La repubblica è parlamentare

By Redazione

novembre 15, 2011 politica

“Golpe, commissariamento, ribaltone.” Molti esponenti del centro-destra, in questi giorni, stanno ripetendo un mantra in risposta al tentativo del Presidente della Repubblica di evitare, nel contesto di un virulento attacco speculativo all’Italia, il ricorso alle urne. Dicono: “Il Governo Berlusconi è stato eletto dai cittadini, dal popolo e pertanto, un nuovo governo non può che essere frutto di nuove elezioni.” Ora, spiace scendere in tecnicismi di carattere giuridico-costituzionale ma tutto ciò è palesemente falso. Andiamo con ordine. Art. 92 Cost., II comma: ” Il Presidente della Repubblica nomina il Presidente del Consiglio dei ministri e, su proposta di questo i ministri.” Una previsione legislativa che scardina, e di brutto, l’assunto berlusconiano. Il governo, nel sistema italiano, non viene eletto dal popolo. Viene nominato dal Presidente della Repubblica.

E ancora. Art. 93: “Il Presidente del Consiglio dei ministri e i ministri, prima di assumere le funzioni, prestano giuramento nelle mani del Presidente della Repubblica.” Anche da tale dettato emerge con tutta la sua forza il rapporto intercorrente tra potere esecutivo e Presidente della Repubblica. Art. 94 I comma: “Il Governo deve avere la fiducia delle due camere.” Ossia, se nei prossimi giorni il Parlamento (quello sì votato dal popolo) non dovesse accordare la fiducia al nascituro governo Monti, quest’ultimo non vedrebbe luce.

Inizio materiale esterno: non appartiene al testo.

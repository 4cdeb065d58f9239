//! Common test utilities and fixture helpers.
//!
//! Provides the bundled two-floor campus fixture plus small builders for
//! hand-made campuses used by geometry-sensitive tests.

use std::path::PathBuf;

use campusnav_lib::{load_campus, CampusData, Level, Point, Polygon, Unit, UnitType};

/// Path to fixtures directory used by tests.
#[allow(dead_code)]
pub fn fixtures_dir() -> PathBuf {
    PathBuf::from(env!("CARGO_MANIFEST_DIR")).join("../../docs/fixtures")
}

/// Path to the two-floor campus fixture.
#[allow(dead_code)]
pub fn fixture_path() -> PathBuf {
    fixtures_dir().join("two_floor_campus.json")
}

/// Load and validate the two-floor campus fixture.
#[allow(dead_code)]
pub fn two_floor_campus() -> CampusData {
    load_campus(&fixture_path()).expect("fixture loads")
}

/// Axis-aligned rectangle, counter-clockwise from the lower-left corner.
#[allow(dead_code)]
pub fn rect(x0: f64, y0: f64, x1: f64, y1: f64) -> Polygon {
    vec![
        Point::new(x0, y0),
        Point::new(x1, y0),
        Point::new(x1, y1),
        Point::new(x0, y1),
    ]
}

#[allow(dead_code)]
pub fn unit(id: &str, unit_type: UnitType, level_id: &str, polygon: Polygon) -> Unit {
    Unit {
        id: id.to_string(),
        name: id.to_string(),
        unit_type,
        level_id: level_id.to_string(),
        polygon,
        accessible: None,
        vertical_connector_id: None,
    }
}

/// A stair or elevator unit attached to `connector`.
#[allow(dead_code)]
pub fn connector(
    id: &str,
    unit_type: UnitType,
    level_id: &str,
    connector: &str,
    polygon: Polygon,
) -> Unit {
    Unit {
        vertical_connector_id: Some(connector.to_string()),
        ..unit(id, unit_type, level_id, polygon)
    }
}

#[allow(dead_code)]
pub fn level(id: &str, z_index: f64) -> Level {
    Level {
        id: id.to_string(),
        name: id.to_string(),
        facility_id: "F1".to_string(),
        polygon: Vec::new(),
        z_index,
    }
}

#[allow(dead_code)]
pub fn campus(levels: Vec<Level>, units: Vec<Unit>) -> CampusData {
    CampusData {
        levels,
        units,
        ..CampusData::default()
    }
}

Non c’è nessun golpe in atto. Il governo Berlusconi ha deciso di rassegnare le proprie dimissioni nel momento in cui è venuta a certificarsi l’assenza di maggioranza alla Camera. L’Italia è una Repubblica parlamentare. Non basta inserire nel simbolo del Popolo della libertà la dicitura “Berlusconi Presidente” (come accade anche negli altri partiti) per certificare la modifica del sistema. Il potere esecutivo, in Italia, viene direttamente votato dall’elettorato a livello comunale e regionale. Non vi è mai stata, però, una trasposizione di quel modello a livello nazionale. Poi, ovviamente, si può discutere circa la possibilità di modificare un sistema considerato da molti osservatori oramai arcaico ed inefficiente. Ma non si dica il falso. In un clima di auspicate larghe intese, in un contesto di esecutivo di decantazione è auspicabile una moratoria: quella di non continuare a sostenere erroneamente che i governi vengono votati dai cittadini.